-------- INFORMATION
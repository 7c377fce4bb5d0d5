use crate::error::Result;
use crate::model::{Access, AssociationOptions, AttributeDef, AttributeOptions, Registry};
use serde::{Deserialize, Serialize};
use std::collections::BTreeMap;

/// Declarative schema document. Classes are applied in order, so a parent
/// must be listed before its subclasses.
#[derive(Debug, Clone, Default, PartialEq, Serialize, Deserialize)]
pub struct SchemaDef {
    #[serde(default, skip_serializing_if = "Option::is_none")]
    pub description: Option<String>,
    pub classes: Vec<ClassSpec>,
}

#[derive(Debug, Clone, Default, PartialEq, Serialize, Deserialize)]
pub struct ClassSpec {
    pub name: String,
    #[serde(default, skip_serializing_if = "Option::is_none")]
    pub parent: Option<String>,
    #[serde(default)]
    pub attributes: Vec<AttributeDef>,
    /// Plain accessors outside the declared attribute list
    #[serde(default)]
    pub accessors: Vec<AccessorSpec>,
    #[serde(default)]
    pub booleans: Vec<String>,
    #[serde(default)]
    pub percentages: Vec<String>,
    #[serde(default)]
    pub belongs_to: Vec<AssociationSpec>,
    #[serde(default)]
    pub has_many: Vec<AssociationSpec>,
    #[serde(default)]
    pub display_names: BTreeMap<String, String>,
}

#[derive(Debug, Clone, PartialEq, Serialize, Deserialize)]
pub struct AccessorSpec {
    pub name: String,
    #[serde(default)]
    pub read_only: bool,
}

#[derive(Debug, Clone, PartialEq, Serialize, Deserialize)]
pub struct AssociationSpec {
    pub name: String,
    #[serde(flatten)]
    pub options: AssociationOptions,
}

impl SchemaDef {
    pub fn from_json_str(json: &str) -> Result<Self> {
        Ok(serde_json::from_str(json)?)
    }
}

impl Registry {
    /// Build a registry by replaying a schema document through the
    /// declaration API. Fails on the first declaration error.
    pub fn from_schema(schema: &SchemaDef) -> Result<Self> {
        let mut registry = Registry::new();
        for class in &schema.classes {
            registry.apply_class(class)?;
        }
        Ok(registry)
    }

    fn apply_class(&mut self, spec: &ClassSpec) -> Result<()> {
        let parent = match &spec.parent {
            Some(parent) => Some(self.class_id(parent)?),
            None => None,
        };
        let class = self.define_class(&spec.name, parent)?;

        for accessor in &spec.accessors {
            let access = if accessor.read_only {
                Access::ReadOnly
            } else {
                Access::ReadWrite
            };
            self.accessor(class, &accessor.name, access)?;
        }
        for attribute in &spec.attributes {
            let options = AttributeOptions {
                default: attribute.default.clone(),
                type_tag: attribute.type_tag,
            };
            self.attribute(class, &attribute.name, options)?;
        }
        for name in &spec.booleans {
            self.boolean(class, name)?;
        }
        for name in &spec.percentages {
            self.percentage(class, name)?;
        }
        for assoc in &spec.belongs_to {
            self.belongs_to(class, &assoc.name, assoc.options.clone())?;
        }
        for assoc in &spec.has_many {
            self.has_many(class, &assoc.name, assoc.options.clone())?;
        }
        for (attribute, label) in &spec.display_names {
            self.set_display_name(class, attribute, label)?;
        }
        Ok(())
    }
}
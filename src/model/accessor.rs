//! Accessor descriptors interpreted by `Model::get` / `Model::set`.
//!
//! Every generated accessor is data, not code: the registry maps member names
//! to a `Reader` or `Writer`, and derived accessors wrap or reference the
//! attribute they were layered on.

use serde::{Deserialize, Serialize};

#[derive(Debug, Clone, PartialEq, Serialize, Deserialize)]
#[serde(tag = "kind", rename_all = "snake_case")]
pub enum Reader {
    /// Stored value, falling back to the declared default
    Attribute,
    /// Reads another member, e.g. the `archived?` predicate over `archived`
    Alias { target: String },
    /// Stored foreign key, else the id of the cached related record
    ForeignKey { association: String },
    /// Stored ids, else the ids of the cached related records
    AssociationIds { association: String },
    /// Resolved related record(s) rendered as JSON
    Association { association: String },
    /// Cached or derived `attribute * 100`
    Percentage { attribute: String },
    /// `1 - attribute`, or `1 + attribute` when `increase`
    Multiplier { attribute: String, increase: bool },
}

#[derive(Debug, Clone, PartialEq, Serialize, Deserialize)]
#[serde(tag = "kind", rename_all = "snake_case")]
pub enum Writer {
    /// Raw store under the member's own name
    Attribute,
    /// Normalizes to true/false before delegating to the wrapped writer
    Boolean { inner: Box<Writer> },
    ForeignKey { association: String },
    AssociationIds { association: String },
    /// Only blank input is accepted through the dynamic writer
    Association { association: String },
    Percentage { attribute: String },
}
----------------
** DIRECTIONS **
Report how many lines in the data include the word "error". Nothing else is needed.

** RESULT FOR THIS TASK **
2